BALTIMORE — A Baltimore soldier was one of two troops killed last week in Iraq when a roadside bomb exploded near their convoy, the Department of Defense announced late Monday.

Sgt. 1st Class Neil A. Prince, 35, of Baltimore, and Spc. Casey Byers, 22, of Schleswig, Iowa, died June 11 in Taqaddum, Iraq, the Pentagon said.

Prince was assigned to the Army’s 2nd Battalion, 17th Field Artillery Regiment, 2nd Brigade Combat Team, 2nd Infantry Division, based at Fort Carson, Colo.

“It was a very unfortunate set of events” that led to Prince being in the convoy that was attacked, according to Lt. Col. Greg Hapgood, public affairs officer for the Iowa National Guard. Prince needed to travel to another city in Iraq and was being transported with the convoy when it encountered several improvised bombs, Hapgood said Monday night. One bomb detonated directly under Prince’s vehicle.

Hapgood said the convoy was moving equipment and soldiers when the first bomb went off, but that explosion didn’t injure anyone. The convoy stopped to secure the area, to search for insurgents and find out if they had other bombs when a second one exploded.

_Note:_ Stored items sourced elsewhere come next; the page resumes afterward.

use crate::foundation::error::{KawaraError, KawaraResult};

/// Behavior of [`interpolate`] outside the breakpoint range.
#[derive(Clone, Copy, Debug, Default, PartialEq, Eq, serde::Serialize, serde::Deserialize)]
#[serde(rename_all = "snake_case")]
pub enum Extrapolate {
    /// Hold the boundary output value.
    #[default]
    Clamp,
    /// Continue the slope of the boundary segment.
    Extend,
}

/// Piecewise-linear keyframe interpolation.
///
/// Maps `x` through matching `input`/`output` breakpoint arrays. Between
/// breakpoints the value is exact linear interpolation of the bracketing
/// pair; outside the range the per-side policy applies. A single-breakpoint
/// table returns its single output for every `x`.
///
/// Fails with [`KawaraError::InvalidKeyframeSpec`] when the arrays are
/// empty, of mismatched length, or the inputs are not non-decreasing.
pub fn interpolate(
    x: f64,
    input: &[f64],
    output: &[f64],
    left: Extrapolate,
    right: Extrapolate,
) -> KawaraResult<f64> {
    validate_breakpoints(input, output)?;
    Ok(sample_unchecked(x, input, output, left, right))
}

/// [`interpolate`] with clamp on both sides, the common case for overlay
/// fade and progress ramps.
pub fn interpolate_clamped(x: f64, input: &[f64], output: &[f64]) -> KawaraResult<f64> {
    interpolate(x, input, output, Extrapolate::Clamp, Extrapolate::Clamp)
}

fn validate_breakpoints(input: &[f64], output: &[f64]) -> KawaraResult<()> {
    if input.is_empty() {
        return Err(KawaraError::keyframe_spec("breakpoint arrays are empty"));
    }
    if input.len() != output.len() {
        return Err(KawaraError::keyframe_spec(format!(
            "input has {} breakpoints but output has {}",
            input.len(),
            output.len()
        )));
    }
    for pair in input.windows(2) {
        if pair[1] < pair[0] {
            return Err(KawaraError::keyframe_spec(format!(
                "inputs must be non-decreasing, found {} after {}",
                pair[1], pair[0]
            )));
        }
    }
    for (i, v) in input.iter().chain(output.iter()).enumerate() {
        if !v.is_finite() {
            return Err(KawaraError::keyframe_spec(format!(
                "breakpoint value at flat index {i} is not finite"
            )));
        }
    }
    Ok(())
}

fn sample_unchecked(
    x: f64,
    input: &[f64],
    output: &[f64],
    left: Extrapolate,
    right: Extrapolate,
) -> f64 {
    let n = input.len();
    if n == 1 {
        return output[0];
    }

    if x <= input[0] {
        return match left {
            Extrapolate::Clamp => output[0],
            Extrapolate::Extend => extend_segment(x, input[0], input[1], output[0], output[1]),
        };
    }
    if x >= input[n - 1] {
        return match right {
            Extrapolate::Clamp => output[n - 1],
            Extrapolate::Extend => {
                extend_segment(x, input[n - 2], input[n - 1], output[n - 2], output[n - 1])
            }
        };
    }

    // First breakpoint strictly greater than x brackets the segment on the
    // right; x < input[n-1] guarantees it exists.
    let hi = input.partition_point(|&i| i <= x);
    let lo = hi - 1;
    let denom = input[hi] - input[lo];
    if denom == 0.0 {
        return output[lo];
    }
    let t = (x - input[lo]) / denom;
    output[lo] + (output[hi] - output[lo]) * t
}

fn extend_segment(x: f64, i0: f64, i1: f64, o0: f64, o1: f64) -> f64 {
    let denom = i1 - i0;
    if denom == 0.0 {
        return o0;
    }
    o0 + (o1 - o0) * ((x - i0) / denom)
}

/// A validated breakpoint table, for curves sampled at many frames.
///
/// Validation runs once in [`Curve::new`]; [`Curve::at`] cannot fail.
#[derive(Clone, Debug, PartialEq, serde::Serialize, serde::Deserialize)]
pub struct Curve {
    input: Vec<f64>,
    output: Vec<f64>,
    #[serde(default)]
    left: Extrapolate,
    #[serde(default)]
    right: Extrapolate,
}

impl Curve {
    pub fn new(input: Vec<f64>, output: Vec<f64>) -> KawaraResult<Self> {
        Self::with_extrapolate(input, output, Extrapolate::Clamp, Extrapolate::Clamp)
    }

    pub fn with_extrapolate(
        input: Vec<f64>,
        output: Vec<f64>,
        left: Extrapolate,
        right: Extrapolate,
    ) -> KawaraResult<Self> {
        validate_breakpoints(&input, &output)?;
        Ok(Self {
            input,
            output,
            left,
            right,
        })
    }

    pub fn at(&self, x: f64) -> f64 {
        sample_unchecked(x, &self.input, &self.output, self.left, self.right)
    }
}

#[cfg(test)]
mod tests {
    use super::*;

    #[test]
    fn linear_between_breakpoints() {
        let y = interpolate_clamped(5.0, &[0.0, 10.0], &[0.0, 1.0]).unwrap();
        assert_eq!(y, 0.5);
    }

    #[test]
    fn output_stays_between_bracketing_pair() {
        let input = [0.0, 8.0, 16.0, 24.0, 30.0];
        let output = [1.0, 1.12, 0.95, 1.06, 1.0];
        for x in [0.0, 3.0, 8.0, 11.5, 16.0, 29.0, 30.0] {
            let y = interpolate_clamped(x, &input, &output).unwrap();
            let hi = input.partition_point(|&i| i <= x).min(input.len() - 1);
            let lo = hi.saturating_sub(1);
            let (a, b) = (output[lo].min(output[hi]), output[lo].max(output[hi]));
            assert!(y >= a && y <= b, "x={x} y={y} not in [{a},{b}]");
        }
    }

    #[test]
    fn exact_breakpoint_hits() {
        let input = [0.0, 12.0, 40.0];
        let output = [40.0, 0.0, -8.0];
        for (x, want) in input.iter().zip(output.iter()) {
            assert_eq!(interpolate_clamped(*x, &input, &output).unwrap(), *want);
        }
    }

    #[test]
    fn clamp_vs_extend_below_range() {
        let input = [10.0, 20.0];
        let output = [1.0, 3.0];
        assert_eq!(
            interpolate(0.0, &input, &output, Extrapolate::Clamp, Extrapolate::Clamp).unwrap(),
            1.0
        );
        assert_eq!(
            interpolate(0.0, &input, &output, Extrapolate::Extend, Extrapolate::Clamp).unwrap(),
            -1.0
        );
    }

    #[test]
    fn clamp_vs_extend_above_range() {
        let input = [0.0, 10.0];
        let output = [0.0, 1.0];
        assert_eq!(
            interpolate(25.0, &input, &output, Extrapolate::Clamp, Extrapolate::Clamp).unwrap(),
            1.0
        );
        assert_eq!(
            interpolate(25.0, &input, &output, Extrapolate::Clamp, Extrapolate::Extend).unwrap(),
            2.5
        );
    }

    #[test]
    fn single_breakpoint_is_constant() {
        for x in [-100.0, 0.0, 55.5] {
            assert_eq!(interpolate_clamped(x, &[7.0], &[0.25]).unwrap(), 0.25);
        }
    }

    #[test]
    fn zero_width_segment_takes_left_output() {
        let y = interpolate_clamped(5.0, &[0.0, 5.0, 5.0, 10.0], &[0.0, 1.0, 2.0, 3.0]).unwrap();
        // partition_point skips past both x==5 breakpoints, bracketing [5,10).
        assert_eq!(y, 2.0);

        let y = interpolate_clamped(4.0, &[4.0, 4.0], &[1.0, 9.0]).unwrap();
        assert_eq!(y, 1.0);
    }

    #[test]
    fn rejects_malformed_tables() {
        assert!(matches!(
            interpolate_clamped(0.0, &[], &[]),
            Err(KawaraError::InvalidKeyframeSpec(_))
        ));
        assert!(matches!(
            interpolate_clamped(0.0, &[0.0, 1.0], &[0.0]),
            Err(KawaraError::InvalidKeyframeSpec(_))
        ));
        assert!(matches!(
            interpolate_clamped(0.0, &[0.0, 10.0, 5.0], &[0.0, 1.0, 2.0]),
            Err(KawaraError::InvalidKeyframeSpec(_))
        ));
        assert!(matches!(
            interpolate_clamped(0.0, &[0.0, f64::NAN], &[0.0, 1.0]),
            Err(KawaraError::InvalidKeyframeSpec(_))
        ));
    }

    #[test]
    fn curve_validates_once_then_samples() {
        let c = Curve::new(vec![0.0, 60.0], vec![0.0, 1.0]).unwrap();
        assert_eq!(c.at(30.0), 0.5);
        assert_eq!(c.at(-5.0), 0.0);
        assert_eq!(c.at(90.0), 1.0);
        assert!(Curve::new(vec![1.0, 0.0], vec![0.0, 1.0]).is_err());
    }
}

“Eventually, a third improvised explosive device, apparently quite powerful, detonated directly under an unarmored Humvee and destroyed the vehicle and killed both soldiers,” Hapgood said.

Neil Armstrong Prince — his parents named him after the first astronaut to walk on the moon — was born in Jamaica and moved with his family to Baltimore when he was 10, The (Baltimore) Sun reported. His parents, Cecil and Olive Bailey, now live in Harford County.

Prince enlisted right after graduating from City College. He met his wife, Suzette, while she was working as an Army medic.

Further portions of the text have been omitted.